それを尋ねるのにはとてつもない勇気が必要だった。
名前は荒北が好きだ。
今の関係も決して悪いものではない。荒北と過ごす時間は名前にとって少しの緊張と居心地の良さが同居する特別なものだ。それを壊すことは本望ではない。
しかしこの話題を避け続けていては2人の距離がこれ以上縮まることはない。これは勘でしかないが、なぜか名前は確信していた。

「何で…」

荒北はそれ以上言葉が出ないようで名前から目をそらす。
やはりこの話題はタブーなのだと実感しつつも名前は続けた。

「中学の途中で野球をやめる理由なんて怪我くらいだよ。荒北くんはその後で自転車やってるから脚ではないだろうし、だったら肩か肘でしょ」

名前の冷静な分析は間違っていなかったらしい。荒北は否定することなく押し黙っている。そして無意識だろう、右肘に手を添えていた。

「肘……」

名前の呟きに荒北がハッとして肘から手を離した。その様子に荒北の中で人生を左右するくらいに大きな出来事で名前が簡単に触れていいことではないことは理解できた。だが、名前は踏み込むことにした。

「荒北くんはどうして自転車やろうと思ったの?」

少し考えればわかる。
荒北のいた箱根学園には野球部がない。荒北は野球から遠い場所へ行こうとした。それは気持ちの整理ができていなかったということだ。少なくても、潔く諦めたわけではなかっただろう。

「おまえは…」

ゆっくりと荒北が口を開く。

「おまえはどう思った?この前のレースを見て」

正直驚いた。「関係ない」と一蹴されることすら予想していたが名前の感想を求められるとは微塵も考えていなかった。
荒北は下を向いたままなのでその表情はわからない。

「荒北くんは何を考えて走ってるんだろうって思ってた」

ごまかしても仕方ない。自分の気持ちがばれてしまうかもしれないが、ここまで来た以上どう足掻いても良い方か悪い方、どちらかにしか転ばない。

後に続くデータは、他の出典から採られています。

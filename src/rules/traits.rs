use crate::domain::{Action, Evidence, Transaction};
use std::fmt::Debug;

/// Working state threaded through the business-rule overlay.
///
/// Each rule consumes a draft and returns the next one; reasons and
/// evidence only ever grow.
#[derive(Debug, Clone, PartialEq)]
pub struct Draft {
    /// Current action
    pub action: Action,

    /// Reasons accumulated so far
    pub reasoning: Vec<String>,

    /// Structured evidence accumulated so far
    pub evidence: Vec<Evidence>,
}

impl Draft {
    /// Start a draft from the threshold-based action.
    pub fn new(action: Action) -> Self {
        Draft {
            action,
            reasoning: Vec::new(),
            evidence: Vec::new(),
        }
    }

    /// Move to a new action, recording why.
    pub fn change(mut self, action: Action, reason: impl Into<String>, evidence: Evidence) -> Self {
        self.action = action;
        self.reasoning.push(reason.into());
        self.evidence.push(evidence);
        self
    }

    /// Record a reason without changing the action.
    pub fn note(mut self, reason: impl Into<String>, evidence: Evidence) -> Self {
        self.reasoning.push(reason.into());
        self.evidence.push(evidence);
        self
    }
}

/// A business rule applied on top of the threshold-based action.
///
/// Rules are pure: the output depends only on the incoming draft and the
/// transaction. They run in a fixed order and later rules see the action
/// left by earlier ones.
pub trait OverlayRule: Send + Sync + Debug {
    /// Unique identifier for this rule.
    fn id(&self) -> &str;

    /// Apply the rule, returning the next draft.
    fn apply(&self, draft: Draft, tx: &Transaction) -> Draft;
}

#[cfg(test)]
mod tests {
    use super::*;
    use rust_decimal::Decimal;

    #[derive(Debug)]
    struct AlwaysVerify;

    impl OverlayRule for AlwaysVerify {
        fn id(&self) -> &str {
            "TEST_ALWAYS_VERIFY"
        }

        fn apply(&self, draft: Draft, _tx: &Transaction) -> Draft {
            draft.change(
                Action::Verify,
                "forced",
                Evidence::new(self.id(), "test", "forced"),
            )
        }
    }

    #[test]
    fn test_overlay_rule_trait() {
        let tx = Transaction::new("S1", "R1", Decimal::new(100, 0), 12);
        let draft = AlwaysVerify.apply(Draft::new(Action::Allow), &tx);

        assert_eq!(draft.action, Action::Verify);
        assert_eq!(draft.reasoning, vec!["forced".to_string()]);
        assert_eq!(draft.evidence[0].rule_id, "TEST_ALWAYS_VERIFY");
    }

    #[test]
    fn test_note_keeps_action() {
        let draft = Draft::new(Action::Block).note("seen", Evidence::new("R", "k", "v"));

        assert_eq!(draft.action, Action::Block);
        assert_eq!(draft.reasoning.len(), 1);
    }
}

「荒北くんが自転車を選んだ理由がわかるかもしれないって思って見に行ったよ。でもわからなかった。私にわかったのは、自転車はペダルを回すことでしか競えないってことだけ。すごくシンプルだからごまかしもきかなくて、正直怖い競技だなって思った」

わかったこともわからなかったことも、名前が抱いたそのままを伝えた。
すると荒北が再び問いかける。

「怖い、か。それはスピードとか怪我とかって意味じゃねーんだよな?」
「違うよ。自分が丸裸にされるみたいって意味。弱気も油断も全部見えちゃうでしょ」
「じゃあオレはどうだった?」

ようやく荒北が顔を上げる。

「オレの走りはどう見えた?」

名前の目を真っ直ぐ射抜く。それはあのレースの時に垣間見た獣を彷彿とさせた。
緊張で喉が渇く。しかしここで目を背けてはいけない。相手は獣だ。隙を見せたら飲み込まれてしまうのだ。

「獣みたいだった。狙った獲物は食らいついて放さない野獣」
「他は?」
「これが荒北靖友だって言ってるみたいだったよ」

隠すものなどない。必要もない。今走っているのが荒北靖友なのだと。名前はやっと荒北という人間を見た気がした。
そこまで聞くと、荒北はゆっくりと天を仰いでからもう一度名前に向き合った。

「中2の夏、肘をやった」

静かな声だった。

「で、野球から逃げた。っつーか全部から逃げた。原チャ乗り回して無茶してそれでもスッキリしなくて、そん時ある奴に出会って自転車を知った」
「そっか」
「それからは前しか見てねぇ。前見ねぇと進まねーからな、チャリは」

交差した視線の先には少しだけ揺らいだ荒北の瞳があった。
しかしそれは痛みではなく、過ぎた時に対しての寂しさと懐かしさが絡み合っているように見えて、なぜか名前は涙が止まらなくなった。